You’re going to laugh but almost all “self-help” books are great for me. I try to read a few every year. Books like “7 Habits of Highly Effective People” and “Boundaries” were great, as well as “Depression is a Choice” and “I Don’t Have to Make Everything Better.”
Right now, I’m reading “Warrior Goddess Training.” There’s so much there I already know but it helps me immensely to read these affirming words again and see how much I’ve already internalized and how much I still need to keep consciously working.
This morning there was a bit in the book that took hold of me and I can’t stop thinking about it. It was about the difference between “linear” and “cyclical” living. Linear living would be thinking that if you work through life just right, you’ll get great results, you’ll always be happy, and everything will go well. But we all know that isn’t true. You can make all the “right” decisions and still find yourself dealing with a crisis you don’t think you can handle.
Cyclical living is understanding and accepting that good times come and go through no fault of your own. Some days we’re happy and that’s great, but some days we’re depressed or angry and that’s ok too. It will all pass by and cycle around. Life and death, happiness and sadness, night and day, it’s all part of the cycle. We’ll be young. We’ll grow old. We’ll have kids and care for them. They’ll care for us. Love it all.

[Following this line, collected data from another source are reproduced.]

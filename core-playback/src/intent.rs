//! # Playback Intent
//!
//! Platform-neutral model of a video player: what the host wants (path and
//! playback flags) plus what the backend has observed (readiness and video
//! size). The host mutates it, the binding reads it and reports back.
//!
//! ## Ownership
//!
//! [`PlaybackIntent`] is a cheap, cloneable handle. The host keeps one clone,
//! the binding another. Observed state can only be written from inside this
//! crate, so hosts read `is_ready` and `video_size` but never set them.
//!
//! ## Notifications
//!
//! Every mutation the binding must react to raises a [`PlayerEvent`] on the
//! intent's [`EventBus`]. Raising with nobody subscribed is a silent no-op,
//! and once the intent is disposed every raise is dropped.
//!
//! Host subscribers share the bounded bus and may lag. Attached bindings
//! instead get an unbounded feed of host notifications, so a burst of frame
//! updates can never push a path change or a command out of their view.
//!
//! ```ignore
//! use core_playback::PlaybackIntent;
//!
//! let intent = PlaybackIntent::default();
//! intent.set_auto_play(true);
//! intent.set_path("Videos/intro.mp4");
//! intent.pause();
//! ```

use bridge_traits::geometry::{Rect, VideoSize};
use core_runtime::config::{PlaybackDefaults, PlayerConfig};
use core_runtime::events::{
    EventBus, EventOrigin, EventStream, PlayerEvent, DEFAULT_EVENT_BUFFER_SIZE,
};
use parking_lot::{Mutex, RwLock};
use std::fmt;
use std::sync::atomic::{AtomicBool, Ordering};
use std::sync::Arc;
use tokio::sync::mpsc;

#[derive(Debug, Clone, Default)]
struct IntentState {
    path: Option<String>,
    auto_play: bool,
    looping: bool,
    auto_buffer: bool,
    is_ready: bool,
    video_size: VideoSize,
    frame: Rect,
}

struct Inner {
    state: RwLock<IntentState>,
    events: EventBus,
    binding_feeds: Mutex<Vec<mpsc::UnboundedSender<PlayerEvent>>>,
    disposed: AtomicBool,
}

/// Shared handle to one player's desired and observed state.
#[derive(Clone)]
pub struct PlaybackIntent {
    inner: Arc<Inner>,
}

impl PlaybackIntent {
    /// Creates an intent with the given initial flags. A zero `event_capacity`
    /// is raised to one.
    pub fn new(defaults: PlaybackDefaults, event_capacity: usize) -> Self {
        let state = IntentState {
            auto_play: defaults.auto_play,
            looping: defaults.looping,
            auto_buffer: defaults.auto_buffer,
            ..IntentState::default()
        };

        Self {
            inner: Arc::new(Inner {
                state: RwLock::new(state),
                events: EventBus::new(event_capacity.max(1)),
                binding_feeds: Mutex::new(Vec::new()),
                disposed: AtomicBool::new(false),
            }),
        }
    }

    pub fn from_config(config: &PlayerConfig) -> Self {
        Self::new(config.defaults, config.event_buffer_size)
    }

    // ------------------------------------------------------------------
    // Desired configuration
    // ------------------------------------------------------------------

    pub fn path(&self) -> Option<String> {
        self.inner.state.read().path.clone()
    }

    /// Sets the media source and raises [`PlayerEvent::PathChanged`].
    ///
    /// Assigning the current value again still raises, which is how hosts
    /// force a reload.
    pub fn set_path(&self, path: impl Into<String>) {
        self.inner.state.write().path = Some(path.into());
        self.raise(PlayerEvent::PathChanged);
    }

    /// Clears the media source and raises [`PlayerEvent::PathChanged`].
    pub fn clear_path(&self) {
        self.inner.state.write().path = None;
        self.raise(PlayerEvent::PathChanged);
    }

    pub fn auto_play(&self) -> bool {
        self.inner.state.read().auto_play
    }

    pub fn set_auto_play(&self, enabled: bool) {
        self.inner.state.write().auto_play = enabled;
    }

    pub fn looping(&self) -> bool {
        self.inner.state.read().looping
    }

    /// Takes effect on the next load cycle.
    pub fn set_looping(&self, enabled: bool) {
        self.inner.state.write().looping = enabled;
    }

    pub fn auto_buffer(&self) -> bool {
        self.inner.state.read().auto_buffer
    }

    pub fn set_auto_buffer(&self, enabled: bool) {
        self.inner.state.write().auto_buffer = enabled;
    }

    pub fn frame(&self) -> Rect {
        self.inner.state.read().frame
    }

    /// Records the frame computed by the layout collaborator and raises
    /// [`PlayerEvent::FrameChanged`].
    pub fn set_frame(&self, frame: Rect) {
        self.inner.state.write().frame = frame;
        self.raise(PlayerEvent::FrameChanged { frame });
    }

    // ------------------------------------------------------------------
    // Observed state
    // ------------------------------------------------------------------

    pub fn is_ready(&self) -> bool {
        self.inner.state.read().is_ready
    }

    /// [`VideoSize::ZERO`] until the backend reports geometry.
    pub fn video_size(&self) -> VideoSize {
        self.inner.state.read().video_size
    }

    // ------------------------------------------------------------------
    // Commands
    // ------------------------------------------------------------------

    /// Asks the backend to buffer the current source without playing it.
    pub fn buffer(&self) {
        self.raise(PlayerEvent::Buffered);
    }

    /// Plays from the beginning.
    pub fn play(&self) {
        self.raise(PlayerEvent::Started);
    }

    pub fn pause(&self) {
        self.raise(PlayerEvent::Paused);
    }

    /// Continues from the current position.
    pub fn resume(&self) {
        self.raise(PlayerEvent::Resumed);
    }

    pub fn stop(&self) {
        self.raise(PlayerEvent::Stopped);
    }

    pub fn seek_to_beginning(&self) {
        self.raise(PlayerEvent::SoughtBeginning);
    }

    // ------------------------------------------------------------------
    // Subscription and lifecycle
    // ------------------------------------------------------------------

    /// Subscribes to every notification raised from now on.
    pub fn subscribe(&self) -> EventStream {
        EventStream::new(self.inner.events.subscribe())
    }

    /// Drops every subscriber. Later raises are no-ops. Idempotent.
    pub fn dispose(&self) {
        if self.inner.disposed.swap(true, Ordering::AcqRel) {
            return;
        }
        self.inner.binding_feeds.lock().clear();
        self.inner.events.close();
    }

    pub fn is_disposed(&self) -> bool {
        self.inner.disposed.load(Ordering::Acquire)
    }

    /// `true` if both handles refer to the same intent.
    pub fn ptr_eq(&self, other: &PlaybackIntent) -> bool {
        Arc::ptr_eq(&self.inner, &other.inner)
    }

    // ------------------------------------------------------------------
    // Binding-side writers
    // ------------------------------------------------------------------

    /// Lossless feed of host-originated notifications for one binding. The
    /// feed ends when the intent is disposed.
    pub(crate) fn subscribe_binding(&self) -> mpsc::UnboundedReceiver<PlayerEvent> {
        let (tx, rx) = mpsc::unbounded_channel();
        let mut feeds = self.inner.binding_feeds.lock();
        if !self.is_disposed() {
            feeds.push(tx);
        }
        rx
    }

    pub(crate) fn set_ready(&self, ready: bool) {
        self.inner.state.write().is_ready = ready;
    }

    /// Starts a new load cycle: not ready, size unknown.
    pub(crate) fn begin_load_cycle(&self) {
        let mut state = self.inner.state.write();
        state.is_ready = false;
        state.video_size = VideoSize::ZERO;
    }

    /// Stores the first known size of the current load cycle. Returns `true`
    /// only for that first write; the caller then raises `LoadCompleted`.
    pub(crate) fn record_video_size(&self, size: VideoSize) -> bool {
        if !size.is_known() {
            return false;
        }

        let mut state = self.inner.state.write();
        if state.video_size.is_known() {
            return false;
        }
        state.video_size = size;
        true
    }

    pub(crate) fn raise(&self, event: PlayerEvent) {
        if event.origin() == EventOrigin::Host {
            let mut feeds = self.inner.binding_feeds.lock();
            feeds.retain(|feed| feed.send(event.clone()).is_ok());
        }
        // No subscriber and a closed bus both mean nobody is listening.
        self.inner.events.emit(event).ok();
    }
}

impl Default for PlaybackIntent {
    fn default() -> Self {
        Self::new(PlaybackDefaults::default(), DEFAULT_EVENT_BUFFER_SIZE)
    }
}

impl fmt::Debug for PlaybackIntent {
    fn fmt(&self, f: &mut fmt::Formatter<'_>) -> fmt::Result {
        let state = self.inner.state.read();
        f.debug_struct("PlaybackIntent")
            .field("has_path", &state.path.is_some())
            .field("auto_play", &state.auto_play)
            .field("looping", &state.looping)
            .field("auto_buffer", &state.auto_buffer)
            .field("is_ready", &state.is_ready)
            .field("video_size", &state.video_size)
            .field("disposed", &self.is_disposed())
            .finish()
    }
}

I want to create a reminder for myself that “This too shall pass.” Remembering that will help me to love the good times because they are short and the bad times for the same reason. I haven’t made my life better by making the “right” choices, feeding my kids the right food, or training my husband to do what I think is best. I’ve made my life happier by changing my outlook and seeing where I can effectively do something and where I can be lovingly accepting of the situation as it is.